Alors les choses se déroulèrent très vite, sa femme appelait la police. La transformation qu’il venait de subir était tellement inexplicable et abominable qu’il n’eut qu’une seule réaction : s’habiller en toute hâte et s’enfuir.

Déjà un fourgon de police émergeait du début de la rue et s’arrêtait devant son immeuble.

Robert Lavigne fila discrètement dans le sens opposé.

Les idées bouillonnaient dans sa tête. Que se passait-il ? Ce qui lui arrivait était inimaginable.

Ce genre de choses n’arrive que dans les contes pour enfants ou dans les films d’horreur. Passant devant une vitrine sombre l’image acheva de le convaincre de la véracité de la transformation qu’il venait de subir. Il était devenu « un homme de couleur », il n’osait plus dire « un nègre » …

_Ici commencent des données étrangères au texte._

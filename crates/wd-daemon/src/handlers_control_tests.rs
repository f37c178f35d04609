// SPDX-License-Identifier: BUSL-1.1
// Copyright (c) 2026 Alfred Jean LLC

use crate::test_support::{body_json, harness, json_request, plain_request, send};
use axum::http::StatusCode;
use serde_json::json;

async fn create(h: &crate::test_support::Harness, id: &str, start_command: &str) {
    let req = json_request(
        "POST",
        "/api/projects",
        json!({ "id": id, "start_command": start_command }),
    );
    let resp = send(h.router(), req).await;
    assert_eq!(resp.status(), StatusCode::OK);
}

#[tokio::test]
async fn start_then_status_then_stop() {
    let h = harness();
    create(&h, "t1", "sleep 60").await;

    let req = json_request("POST", "/api/projects/start", json!({ "id": "t1" }));
    let resp = send(h.router(), req).await;
    assert_eq!(resp.status(), StatusCode::OK);
    let body = body_json(resp).await;
    assert_eq!(body["ok"], true);
    assert!(body["pid"].as_u64().unwrap() > 0);

    let resp = send(h.router(), plain_request("GET", "/api/projects/status/t1")).await;
    assert_eq!(resp.status(), StatusCode::OK);
    let body = body_json(resp).await;
    assert_eq!(body["running"], true);
    assert_eq!(body["status"], "running");
    assert!(body["pid"].as_u64().unwrap() > 0);

    let req = json_request("POST", "/api/projects/stop", json!({ "id": "t1" }));
    let resp = send(h.router(), req).await;
    assert_eq!(resp.status(), StatusCode::OK);

    let resp = send(h.router(), plain_request("GET", "/api/projects/status/t1")).await;
    let body = body_json(resp).await;
    assert_eq!(body["running"], false);
    assert_eq!(body["status"], "stopped");
    assert!(body["pid"].is_null());
}

#[tokio::test]
async fn start_with_missing_id_is_rejected() {
    let h = harness();
    let req = json_request("POST", "/api/projects/start", json!({ "id": "" }));
    let resp = send(h.router(), req).await;
    assert_eq!(resp.status(), StatusCode::BAD_REQUEST);
}

#[tokio::test]
async fn start_of_immediately_failing_command_reports_failure_with_logs() {
    let h = harness();
    create(&h, "t1", "sh -c 'echo boom 1>&2; exit 7'").await;

    let req = json_request(
        "POST",
        "/api/projects/start",
        json!({ "id": "t1", "startup_timeout_ms": 200 }),
    );
    let resp = send(h.router(), req).await;
    assert_eq!(resp.status(), StatusCode::INTERNAL_SERVER_ERROR);
    let body = body_json(resp).await;
    assert_eq!(body["ok"], false);
    assert_eq!(body["code"], 7);
    assert!(body["logs"]["stderr"]
        .as_array()
        .unwrap()
        .iter()
        .any(|l| l.as_str().unwrap().contains("boom")));
}

#[tokio::test]
async fn restart_reuses_last_known_start_command() {
    let h = harness();
    create(&h, "t1", "sleep 60").await;

    let req = json_request("POST", "/api/projects/start", json!({ "id": "t1" }));
    send(h.router(), req).await;

    let req = json_request("POST", "/api/projects/restart", json!({ "id": "t1" }));
    let resp = send(h.router(), req).await;
    assert_eq!(resp.status(), StatusCode::OK);
    let body = body_json(resp).await;
    assert_eq!(body["ok"], true);
    assert!(body["pid"].as_u64().unwrap() > 0);
}

#[tokio::test]
async fn logs_then_clear_logs_empties_buffer() {
    let h = harness();
    create(&h, "t1", "sh -c 'echo hello; sleep 60'").await;
    let req = json_request("POST", "/api/projects/start", json!({ "id": "t1" }));
    send(h.router(), req).await;

    // Give the process a moment to write to stdout before reading logs.
    tokio::time::sleep(std::time::Duration::from_millis(150)).await;

    let resp = send(h.router(), plain_request("GET", "/api/projects/logs/t1")).await;
    assert_eq!(resp.status(), StatusCode::OK);
    let body = body_json(resp).await;
    assert!(body["stdout"].is_array());

    let resp = send(h.router(), plain_request("DELETE", "/api/projects/logs/t1")).await;
    assert_eq!(resp.status(), StatusCode::OK);

    let resp = send(h.router(), plain_request("GET", "/api/projects/logs/t1")).await;
    let body = body_json(resp).await;
    assert!(body["stdout"].as_array().unwrap().is_empty());
    assert!(body["stderr"].as_array().unwrap().is_empty());
}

Il passa devant « Le Jardin d’Éden », une boutique dans laquelle il avait l’habitude d’acheter ses fruits et ses légumes. Il connaissait bien Lucien le propriétaire. Sans aucun doute il allait le reconnaître ! Il s’avança dans l’allée en tendant la main.

  • Pas de manche ici négro, retourne dans ta brousse !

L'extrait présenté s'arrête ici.